Merchants Coal attempted to build Boswell to be a notch above surrounding coal company towns in that plans included a central business district, a high school, and homes constructed from brick, as opposed to the wood used elsewhere. This also helped to prevent the spread of fire, in the event that one would break out. Many of the original brick homes are still standing, with much of their original integrity. A branch of the Baltimore & Ohio railroad served Boswell and its coal mine. At its economic peak shortly after World War II, Boswell boasted two movie theatres, three department stores, a bank, several jewelry stores, a druggist, two funeral homes, three grocery stores, nearly a dozen restaurants and taverns, a lumber yard, and a weekly newspaper. Earlier, pre-Prohibition, Boswell also housed its own brewery.

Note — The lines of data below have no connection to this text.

//! Caller-supplied filter specifications.
//!
//! A [`FilterSpec`] keeps filter names in the order they were given so the
//! engine can report per-step attrition in that order.

use std::fmt;

use serde::de::{MapAccess, Visitor};
use serde::ser::SerializeMap;
use serde::{Deserialize, Deserializer, Serialize, Serializer};

/// The type a registered filter expects for its value.
#[derive(Debug, Clone, Copy, PartialEq, Eq)]
pub enum FilterValueType {
    Bool,
    Int,
    Float,
    Text,
}

impl FilterValueType {
    #[must_use]
    pub fn name(self) -> &'static str {
        match self {
            FilterValueType::Bool => "bool",
            FilterValueType::Int => "int",
            FilterValueType::Float => "float",
            FilterValueType::Text => "string",
        }
    }
}

#[derive(Debug, Clone, PartialEq, Serialize, Deserialize)]
#[serde(untagged)]
pub enum FilterValue {
    Bool(bool),
    Int(i64),
    Float(f64),
    Text(String),
}

impl FilterValue {
    #[must_use]
    pub fn value_type(&self) -> FilterValueType {
        match self {
            FilterValue::Bool(_) => FilterValueType::Bool,
            FilterValue::Int(_) => FilterValueType::Int,
            FilterValue::Float(_) => FilterValueType::Float,
            FilterValue::Text(_) => FilterValueType::Text,
        }
    }

    /// Whether this value satisfies `expected`. Integers are accepted where
    /// a float is registered; no other conversion is allowed.
    #[must_use]
    pub fn conforms_to(&self, expected: FilterValueType) -> bool {
        let actual = self.value_type();
        actual == expected || (actual == FilterValueType::Int && expected == FilterValueType::Float)
    }

    #[must_use]
    pub fn as_bool(&self) -> Option<bool> {
        match self {
            FilterValue::Bool(b) => Some(*b),
            _ => None,
        }
    }

    #[must_use]
    pub fn as_i64(&self) -> Option<i64> {
        match self {
            FilterValue::Int(n) => Some(*n),
            _ => None,
        }
    }

    #[must_use]
    #[allow(clippy::cast_precision_loss)]
    pub fn as_f64(&self) -> Option<f64> {
        match self {
            FilterValue::Int(n) => Some(*n as f64),
            FilterValue::Float(x) => Some(*x),
            _ => None,
        }
    }

    #[must_use]
    pub fn as_str(&self) -> Option<&str> {
        match self {
            FilterValue::Text(s) => Some(s),
            _ => None,
        }
    }
}

impl fmt::Display for FilterValue {
    fn fmt(&self, f: &mut fmt::Formatter<'_>) -> fmt::Result {
        match self {
            FilterValue::Bool(b) => write!(f, "{b}"),
            FilterValue::Int(n) => write!(f, "{n}"),
            FilterValue::Float(x) => write!(f, "{x}"),
            FilterValue::Text(s) => f.write_str(s),
        }
    }
}

impl From<bool> for FilterValue {
    fn from(b: bool) -> Self {
        FilterValue::Bool(b)
    }
}

impl From<i64> for FilterValue {
    fn from(n: i64) -> Self {
        FilterValue::Int(n)
    }
}

impl From<f64> for FilterValue {
    fn from(x: f64) -> Self {
        FilterValue::Float(x)
    }
}

impl From<&str> for FilterValue {
    fn from(s: &str) -> Self {
        FilterValue::Text(s.to_string())
    }
}

/// Ordered mapping of filter name to value.
#[derive(Debug, Clone, Default, PartialEq)]
pub struct FilterSpec {
    entries: Vec<(String, FilterValue)>,
}

impl FilterSpec {
    #[must_use]
    pub fn new() -> Self {
        Self::default()
    }

    /// Adds or replaces `name`. A replaced entry keeps its original position.
    #[must_use]
    pub fn with(mut self, name: &str, value: impl Into<FilterValue>) -> Self {
        self.insert(name, value);
        self
    }

    pub fn insert(&mut self, name: &str, value: impl Into<FilterValue>) {
        let value = value.into();
        if let Some(slot) = self.entries.iter_mut().find(|(n, _)| n == name) {
            slot.1 = value;
        } else {
            self.entries.push((name.to_string(), value));
        }
    }

    #[must_use]
    pub fn get(&self, name: &str) -> Option<&FilterValue> {
        self.entries.iter().find(|(n, _)| n == name).map(|(_, v)| v)
    }

    pub fn iter(&self) -> impl Iterator<Item = (&str, &FilterValue)> {
        self.entries.iter().map(|(n, v)| (n.as_str(), v))
    }

    #[must_use]
    pub fn len(&self) -> usize {
        self.entries.len()
    }

    #[must_use]
    pub fn is_empty(&self) -> bool {
        self.entries.is_empty()
    }
}

impl Serialize for FilterSpec {
    fn serialize<S: Serializer>(&self, serializer: S) -> Result<S::Ok, S::Error> {
        let mut map = serializer.serialize_map(Some(self.entries.len()))?;
        for (name, value) in &self.entries {
            map.serialize_entry(name, value)?;
        }
        map.end()
    }
}

impl<'de> Deserialize<'de> for FilterSpec {
    fn deserialize<D: Deserializer<'de>>(deserializer: D) -> Result<Self, D::Error> {
        struct SpecVisitor;

        impl<'de> Visitor<'de> for SpecVisitor {
            type Value = FilterSpec;

            fn expecting(&self, f: &mut fmt::Formatter<'_>) -> fmt::Result {
                f.write_str("a map of filter names to bool, number or string values")
            }

            fn visit_map<A: MapAccess<'de>>(self, mut access: A) -> Result<FilterSpec, A::Error> {
                let mut spec = FilterSpec::new();
                while let Some((name, value)) = access.next_entry::<String, FilterValue>()? {
                    spec.insert(&name, value);
                }
                Ok(spec)
            }
        }

        deserializer.deserialize_map(SpecVisitor)
    }
}
//! Shared vocabulary for topFIND: resource kinds, normalized records and
//! tables, taxonomies, filter specifications, export metadata, saved search
//! configurations, and application configuration.

pub mod app_config;
pub mod config;
pub mod error;
pub mod filter_spec;
pub mod metadata;
pub mod resource;
pub mod search_config;
pub mod table;
pub mod taxonomy;
pub mod value;

pub use app_config::{AppConfig, Environment};
pub use config::{build_app_config, load_app_config, load_app_config_from_env};
pub use error::{ConfigError, ValidationError};
pub use filter_spec::{FilterSpec, FilterValue, FilterValueType};
pub use metadata::{allowed_export_fields, export_fields, validate_export_fields};
pub use resource::ResourceKind;
pub use search_config::{ConfigStore, SearchConfig};
pub use table::{Record, ResourceTable};
pub use taxonomy::{load_taxonomy, Taxonomy};
pub use value::{Value, DATE_FORMAT, MISSING_SENTINEL};
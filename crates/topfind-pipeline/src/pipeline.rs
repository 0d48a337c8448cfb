//! Search orchestration.

use std::path::{Path, PathBuf};
use std::sync::Arc;

use chrono::NaiveDate;
use futures::future::join_all;
use topfind_core::{validate_export_fields, FilterSpec, ResourceKind, ResourceTable, Taxonomy};
use topfind_scraper::{collect, CollectOptions, ProviderAdapter, ProviderReport};

use crate::dedup::dedupe_by_natural_key;
use crate::error::PipelineError;
use crate::export::{export_audit, export_table, ExportLayout};
use crate::filter::{default_spec, FilterChain, FilterContext, FilterEngine, FilterStep};
use crate::matcher::TaxonomyMatcher;
use crate::query::expand;
use crate::schema::{concat, normalize, validate_mappings, NormalizeContext};

/// Everything a caller supplies for one resource kind.
#[derive(Debug, Clone)]
pub struct SearchRequest {
    pub kind: ResourceKind,
    pub queries: Vec<String>,
    /// Synonyms per query term, aligned by index with `queries`.
    pub synonyms: Vec<Vec<String>>,
    /// `None` runs the kind's default chain.
    pub filters: Option<FilterSpec>,
    /// Export fields; empty means all.
    pub fields: Vec<String>,
    pub taxonomy: Taxonomy,
    pub lang: String,
    pub country: String,
    pub audit: bool,
}

impl SearchRequest {
    #[must_use]
    pub fn new(kind: ResourceKind, queries: Vec<String>) -> Self {
        Self {
            kind,
            queries,
            synonyms: Vec::new(),
            filters: None,
            fields: Vec::new(),
            taxonomy: Taxonomy::default(),
            lang: "en".to_string(),
            country: "us".to_string(),
            audit: false,
        }
    }

    /// The filters that will run: the caller's, or the default chain.
    #[must_use]
    pub fn effective_filters(&self) -> FilterSpec {
        self.filters
            .clone()
            .unwrap_or_else(|| default_spec(self.kind, &self.lang))
    }

    /// Checks filters, export fields and schema mappings.
    ///
    /// # Errors
    ///
    /// Returns [`PipelineError::Validation`] for a bad filter or export field
    /// and [`PipelineError::Schema`] for an incomplete provider mapping.
    pub fn validate(&self) -> Result<FilterChain, PipelineError> {
        let chain = FilterEngine::for_kind(self.kind).validate(&self.effective_filters())?;
        validate_export_fields(self.kind, &self.fields)?;
        validate_mappings()?;
        Ok(chain)
    }
}

#[derive(Debug, Clone)]
pub struct SearchOptions {
    pub collect: CollectOptions,
    /// Reference date for `recent_update`.
    pub today: NaiveDate,
}

impl Default for SearchOptions {
    fn default() -> Self {
        Self {
            collect: CollectOptions::default(),
            today: chrono::Utc::now().date_naive(),
        }
    }
}

/// Row count after one pipeline stage.
#[derive(Debug, Clone, PartialEq, Eq)]
pub struct StageCount {
    pub stage: &'static str,
    pub rows: usize,
}

#[derive(Debug, Clone)]
pub struct SearchReport {
    pub kind: ResourceKind,
    /// Expanded queries that were searched.
    pub queries: Vec<String>,
    pub table: ResourceTable,
    pub audit: Option<ResourceTable>,
    /// Taxonomy columns added by tagging.
    pub tag_columns: Vec<String>,
    pub stages: Vec<StageCount>,
    pub filter_steps: Vec<FilterStep>,
    pub providers: Vec<ProviderReport>,
}

impl SearchReport {
    /// Writes `search_<kind>.csv`, plus the audit CSV when one was built.
    ///
    /// # Errors
    ///
    /// Returns [`PipelineError`] if a file cannot be written.
    pub fn export(&self, out_dir: &Path, fields: &[String]) -> Result<Vec<PathBuf>, PipelineError> {
        let layout = ExportLayout::new(self.kind, fields, self.tag_columns.clone());
        let mut written = vec![export_table(out_dir, &self.table, &layout)?];
        if let Some(audit) = &self.audit {
            let layout = layout.with_audit(&self.filter_steps);
            written.push(export_audit(out_dir, audit, &layout)?);
        }
        Ok(written)
    }
}

/// Run one search end to end.
///
/// 1. Validate filters, export fields and mappings. Nothing is fetched if
///    this fails.
/// 2. Expand queries with their synonyms.
/// 3. Collect from every adapter of the request's kind concurrently.
/// 4. Normalize each provider's rows and concatenate.
/// 5. Tag rows with the taxonomy.
/// 6. Deduplicate on the natural key.
/// 7. Apply the filter chain; apps are then ordered by `ratings`, highest first.
///
/// Provider failures never fail the run; they show up in
/// [`SearchReport::providers`].
///
/// # Errors
///
/// Returns [`PipelineError`] only for validation failures.
pub async fn run_search(
    request: &SearchRequest,
    adapters: &[Arc<dyn ProviderAdapter>],
    options: &SearchOptions,
) -> Result<SearchReport, PipelineError> {
    let kind = request.kind;

    // Step 1: Validate before any network call.
    let chain = request.validate()?;

    // Step 2: Expand queries.
    let queries = expand(&request.queries, &request.synonyms);
    tracing::info!(kind = %kind, queries = queries.len(), "queries expanded");

    // Step 3: Collect from every provider of this kind.
    let relevant: Vec<&Arc<dyn ProviderAdapter>> = adapters
        .iter()
        .filter(|adapter| {
            let matches = adapter.kind().resource_kind() == kind;
            if !matches {
                tracing::warn!(
                    kind = %kind,
                    provider = %adapter.kind(),
                    "adapter serves another resource kind, skipping"
                );
            }
            matches
        })
        .collect();
    let outcomes = join_all(
        relevant
            .iter()
            .map(|adapter| collect(&***adapter, &queries, &options.collect)),
    )
    .await;

    // Step 4: Normalize per provider and concatenate.
    let normalize_context = NormalizeContext::new(&request.lang);
    let mut providers = Vec::with_capacity(outcomes.len());
    let mut tables = Vec::with_capacity(outcomes.len());
    let mut collected = 0;
    for outcome in outcomes {
        collected += outcome.rows.len();
        tables.push(normalize(
            outcome.report.provider,
            outcome.rows,
            &normalize_context,
        ));
        providers.push(outcome.report);
    }
    let mut table = concat(kind, tables);
    let mut stages = vec![
        StageCount {
            stage: "collected",
            rows: collected,
        },
        StageCount {
            stage: "normalized",
            rows: table.len(),
        },
    ];

    // Step 5: Tag.
    let matcher = TaxonomyMatcher::new(&request.taxonomy, &request.lang);
    matcher.tag_table(&mut table);

    // Step 6: Deduplicate.
    let table = dedupe_by_natural_key(table);
    stages.push(StageCount {
        stage: "deduplicated",
        rows: table.len(),
    });

    // Step 7: Filter.
    let context = FilterContext {
        queries: queries.clone(),
        today: options.today,
    };
    let outcome = chain.apply(table, &context, request.audit);
    let mut table = outcome.table;
    if kind == ResourceKind::Apps {
        sort_by_ratings(&mut table);
    }
    stages.push(StageCount {
        stage: "filtered",
        rows: table.len(),
    });

    tracing::info!(
        kind = %kind,
        collected,
        remaining = table.len(),
        "search complete"
    );

    Ok(SearchReport {
        kind,
        queries,
        table,
        audit: outcome.audit,
        tag_columns: matcher.keys(),
        stages,
        filter_steps: outcome.steps,
        providers,
    })
}

/// One request paired with the adapters that serve it.
#[derive(Clone)]
pub struct SearchJob {
    pub request: SearchRequest,
    pub adapters: Vec<Arc<dyn ProviderAdapter>>,
}

/// Runs independent searches (typically one per resource kind) concurrently.
/// Each result is reported separately; one failing does not affect the others.
pub async fn run_searches(
    jobs: &[SearchJob],
    options: &SearchOptions,
) -> Vec<Result<SearchReport, PipelineError>> {
    join_all(
        jobs.iter()
            .map(|job| run_search(&job.request, &job.adapters, options)),
    )
    .await
}

fn sort_by_ratings(table: &mut ResourceTable) {
    table.sort_by(|a, b| {
        let ra = a.get("ratings").as_f64().unwrap_or_default();
        let rb = b.get("ratings").as_f64().unwrap_or_default();
        rb.total_cmp(&ra)
    });
}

Boswell's streets generally run perpendicular to its avenues, in a grid. Many of the avenues in Boswell are named after coal company officials. For example:
- Hower Avenue, after Charles E. Hower, a Surveyor from Johnstown.
- Morris Avenue, after W.H. Morris, a known builder from Johnstown
- Atkinson Way, after W.G. Atkinson, the Vice President of Merchants Coal Company.
At the same time, the borough's street names can provide a geography lesson, following the flow of water from Boswell to the seas, with two exceptions made for streets in the central business district. Street names from north to south are: Quemahoning, Stonycreek, Center (in place of "Conemaugh" for the Conemaugh River), Main (in place of "Kiskiminetas" for the Kiskiminetas River), Allegheny, Ohio, Mississippi, Mexico (for the Gulf of Mexico), Atlantic and Pacific.

The mine, Orenda Mine #1, extracted high quality, semi-bituminous coal. A steam engine hoisted the coal to the surface. The hoist pulled the coal cars up a coal tipple that was 1080 ft long, 92 ft high, and 60 ft wide. In 1920, this was the largest coal tipple in the world. At its prime, 900 men were employed and over 3,000 tons of coal were mined daily. The company was eventually renamed to the United Coal Company and in 1918 it became the Davis Coal Company.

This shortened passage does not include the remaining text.